Welcome to our dedicated page for MEDLINE SEC filings (Ticker: MDLN), a comprehensive resource for investors and traders seeking official regulatory documents including 10-K annual reports, 10-Q quarterly earnings, 8-K material events, and insider trading forms.
The Medline Inc. (MDLN) SEC filings page on Stock Titan is designed to help investors and researchers review the company’s regulatory disclosures as it becomes and operates as a publicly traded company. Medline has filed a registration statement on Form S-1 with the U.S. Securities and Exchange Commission relating to an initial public offering of its common stock, and it has announced the effectiveness of that registration statement and the pricing and closing of an upsized initial public offering of Class A common stock on the Nasdaq Global Select Market.

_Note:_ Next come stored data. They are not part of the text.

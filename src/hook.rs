// SPDX-FileCopyrightText: 2025 Jason Pena <jasonpena@awkless.com>
// SPDX-License-Identifier: MIT

//! Shared hook installation.
//!
//! Every file in the shared hook source directory is a candidate hook. For
//! each checkout, `<repo>/.git/hooks/<name>` is made a symlink to the shared
//! file, unless the repository opts out of shared hooks.
//!
//! # Idempotence
//!
//! Existing entries are never overwritten. A symlink that is already in place
//! makes linking a no-op, and a plain file that the user dropped in as a
//! custom hook is left untouched. Only an opt-out removes anything, and then
//! only plain files: a symlink at the hook path is assumed to have been left
//! there deliberately.

use crate::{config::RepoEntry, syscall::Syscall};

use std::{
    ffi::OsString,
    fs::{create_dir_all, read_dir, remove_file, symlink_metadata},
    io::ErrorKind,
    path::{Path, PathBuf},
    sync::Arc,
};
use tracing::{debug, instrument, warn};

/// What happened to a single hook path.
#[derive(Debug, Clone, PartialEq, Eq)]
pub enum HookAction {
    /// Symlink to shared hook created.
    Linked(String),

    /// Symlink already present.
    AlreadyLinked(String),

    /// Plain file left in place.
    Custom(String),

    /// Plain file removed because the repository ignores hooks.
    Removed(String),
}

/// Captured result of one init command.
#[derive(Debug, Clone, PartialEq, Eq)]
pub struct InitRun {
    pub command: String,
    pub success: bool,
    pub lines: Vec<String>,
}

/// Everything [`HookLinker::link`] did to one checkout.
#[derive(Debug, Default, Clone, PartialEq, Eq)]
pub struct HookOutcome {
    pub actions: Vec<HookAction>,
    pub init: Vec<InitRun>,
}

impl HookOutcome {
    /// Human readable summary lines.
    pub fn lines(&self) -> Vec<String> {
        let mut lines = Vec::new();
        for action in &self.actions {
            match action {
                HookAction::Linked(name) => lines.push(format!("hook {name} linked")),
                HookAction::Removed(name) => lines.push(format!("hook {name} removed")),
                HookAction::Custom(name) => lines.push(format!("hook {name} kept (custom)")),
                HookAction::AlreadyLinked(_) => {}
            }
        }

        for run in &self.init {
            let status = if run.success { "OK" } else { "Error" };
            lines.push(format!("init {} {status}", run.command));
            lines.extend(run.lines.iter().map(|line| format!("  {line}")));
        }

        lines
    }
}

/// Install shared hooks and run init commands.
#[derive(Debug)]
pub struct HookLinker<S>
where
    S: Syscall,
{
    hooks_dir: PathBuf,
    syscall: Arc<S>,
}

impl<S> Clone for HookLinker<S>
where
    S: Syscall,
{
    fn clone(&self) -> Self {
        Self {
            hooks_dir: self.hooks_dir.clone(),
            syscall: Arc::clone(&self.syscall),
        }
    }
}

impl<S> HookLinker<S>
where
    S: Syscall,
{
    /// Construct new linker sourcing hooks from `hooks_dir`.
    pub fn new(hooks_dir: impl Into<PathBuf>, syscall: Arc<S>) -> Self {
        Self {
            hooks_dir: hooks_dir.into(),
            syscall,
        }
    }

    /// Install hooks, then run every init command of `entry`.
    ///
    /// # Errors
    ///
    /// - Return [`HookError`] if hook installation fails. Init commands are
    ///   not run in that case.
    #[instrument(skip(self, entry), level = "debug")]
    pub fn link(&self, repo_dir: &Path, entry: &RepoEntry) -> Result<HookOutcome> {
        let actions = self.install_hooks(repo_dir, entry)?;
        let init = self.run_init_commands(repo_dir, entry);

        Ok(HookOutcome { actions, init })
    }

    /// Make hook directory of checkout match the shared hook source.
    ///
    /// # Errors
    ///
    /// - Return [`HookError::ReadSource`] if shared hook directory exists
    ///   but cannot be listed.
    /// - Return [`HookError::Install`] if a hook path cannot be inspected,
    ///   linked, or removed.
    #[instrument(skip(self, entry), level = "debug")]
    pub fn install_hooks(&self, repo_dir: &Path, entry: &RepoEntry) -> Result<Vec<HookAction>> {
        let sources = self.sources()?;
        if sources.is_empty() {
            debug!("no shared hooks in {:?}", self.hooks_dir.display());
            return Ok(Vec::new());
        }

        let target_dir = repo_dir.join(".git").join("hooks");
        if !entry.ignore_hooks {
            create_dir_all(&target_dir).map_err(|err| HookError::Install {
                source: err,
                path: target_dir.clone(),
            })?;
        }

        let mut actions = Vec::new();
        for (name, source) in sources {
            let hook = target_dir.join(&name);
            let install_error = |err| HookError::Install {
                source: err,
                path: hook.clone(),
            };

            let existing = match symlink_metadata(&hook) {
                Ok(metadata) => Some(metadata.file_type()),
                Err(err) if err.kind() == ErrorKind::NotFound => None,
                Err(err) => return Err(install_error(err)),
            };

            match (entry.ignore_hooks, existing) {
                (true, Some(kind)) if !kind.is_symlink() => {
                    debug!("remove stray hook {:?}", hook.display());
                    remove_file(&hook).map_err(install_error)?;
                    actions.push(HookAction::Removed(name));
                }
                (true, _) => {}
                (false, None) => {
                    debug!("link {:?} -> {:?}", hook.display(), source.display());
                    symlink(&source, &hook).map_err(install_error)?;
                    actions.push(HookAction::Linked(name));
                }
                (false, Some(kind)) if kind.is_symlink() => {
                    actions.push(HookAction::AlreadyLinked(name));
                }
                (false, Some(_)) => {
                    warn!("keep custom hook {:?}", hook.display());
                    actions.push(HookAction::Custom(name));
                }
            }
        }

        Ok(actions)
    }

    /// Run init commands of `entry` inside `repo_dir` in declaration order.
    ///
    /// Every command runs regardless of whether earlier ones failed. Empty
    /// commands are skipped.
    pub fn run_init_commands(&self, repo_dir: &Path, entry: &RepoEntry) -> Vec<InitRun> {
        let mut runs = Vec::new();
        for command in &entry.init_commands {
            let argv = command.argv();
            let Some((program, args)) = argv.split_first() else {
                continue;
            };

            let args = args.iter().map(OsString::from).collect::<Vec<_>>();
            let output = self.syscall.call(repo_dir, program.as_ref(), &args);
            if !output.success {
                warn!("init command {:?} failed in {:?}", argv.join(" "), repo_dir.display());
            }

            runs.push(InitRun {
                command: argv.join(" "),
                success: output.success,
                lines: output.lines(),
            });
        }

        runs
    }

    /// Shared hook files sorted by name, paired with their absolute path.
    fn sources(&self) -> Result<Vec<(String, PathBuf)>> {
        let read_error = |err| HookError::ReadSource {
            source: err,
            path: self.hooks_dir.clone(),
        };

        let entries = match read_dir(&self.hooks_dir) {
            Ok(entries) => entries,
            Err(err) if err.kind() == ErrorKind::NotFound => return Ok(Vec::new()),
            Err(err) => return Err(read_error(err)),
        };

        let mut sources = Vec::new();
        for entry in entries {
            let entry = entry.map_err(read_error)?;
            let path = entry.path();
            if !path.is_file() {
                continue;
            }

            // INVARIANT: Symlinks must point at an absolute source path.
            let path = path.canonicalize().map_err(read_error)?;
            sources.push((entry.file_name().to_string_lossy().into_owned(), path));
        }
        sources.sort();

        Ok(sources)
    }
}

#[cfg(unix)]
fn symlink(source: &Path, link: &Path) -> std::io::Result<()> {
    std::os::unix::fs::symlink(source, link)
}

#[cfg(windows)]
fn symlink(source: &Path, link: &Path) -> std::io::Result<()> {
    std::os::windows::fs::symlink_file(source, link)
}

/// Hook installation error types.
#[derive(Debug, thiserror::Error)]
pub enum HookError {
    /// Shared hook directory cannot be listed.
    #[error("failed to read shared hooks at {:?}", path.display())]
    ReadSource {
        #[source]
        source: std::io::Error,
        path: PathBuf,
    },

    /// Hook path of a checkout cannot be manipulated.
    #[error("failed to install hook at {:?}", path.display())]
    Install {
        #[source]
        source: std::io::Error,
        path: PathBuf,
    },
}

/// Friendly result alias :3
pub type Result<T, E = HookError> = std::result::Result<T, E>;
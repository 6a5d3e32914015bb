// SPDX-FileCopyrightText: 2025 Jason Pena <jasonpena@awkless.com>
// SPDX-License-Identifier: MIT

//! Declarative fleet manager for Git checkouts.
//!
//! A __fleet__ is every repository declared across the projects of a
//! configuration file. Each project maps a workspace directory to the set of
//! repositories that should live inside of it. Grove reconciles the state of
//! each workspace against its declaration:
//!
//! - Clone missing repositories, and fetch or pull existing ones.
//! - Install shared hooks into checkouts via symlinks.
//! - Detect drift, i.e., directories that are declared but missing, or
//!   present but undeclared.
//! - Rewrite the remote URL of checkouts in a reversible way, and revert
//!   such rewrites.
//!
//! Git itself is treated as an opaque external command. Grove only looks at
//! its exit status and output.

pub mod config;
pub mod console;
pub mod fleet;
pub mod git;
pub mod hook;
pub mod path;
pub mod reconcile;
pub mod remote;
pub mod scan;
pub mod substitute;
pub mod sync;
pub mod syscall;

#[cfg(test)]
mod testing;

#[doc(inline)]
pub use crate::{
    config::{Config, FleetSpec, RepoEntry},
    console::{Console, Report, Summary},
    fleet::{Fleet, Review},
    sync::SyncMode,
};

As Medline continues to report as a public company, this page will surface filings such as registration statements, annual reports on Form 10-K, quarterly reports on Form 10-Q and current reports on Form 8-K, when available. These documents are where Medline provides detailed information about its med-surg products and supply chain solutions, its two operating segments (Medline Brand and Supply Chain Solutions), its revenue sources, risk factors and other material business information.
Stock Titan enhances access to these filings with AI-powered summaries that explain the key points of lengthy documents in plain language. Instead of reading an entire registration statement or future 10-K, users can rely on AI-generated highlights that point to major business updates, capital structure changes, and disclosures related to Medline’s role as what it describes as the largest provider of med-surg products and supply chain solutions serving all points of care, based on total net sales of med-surg products.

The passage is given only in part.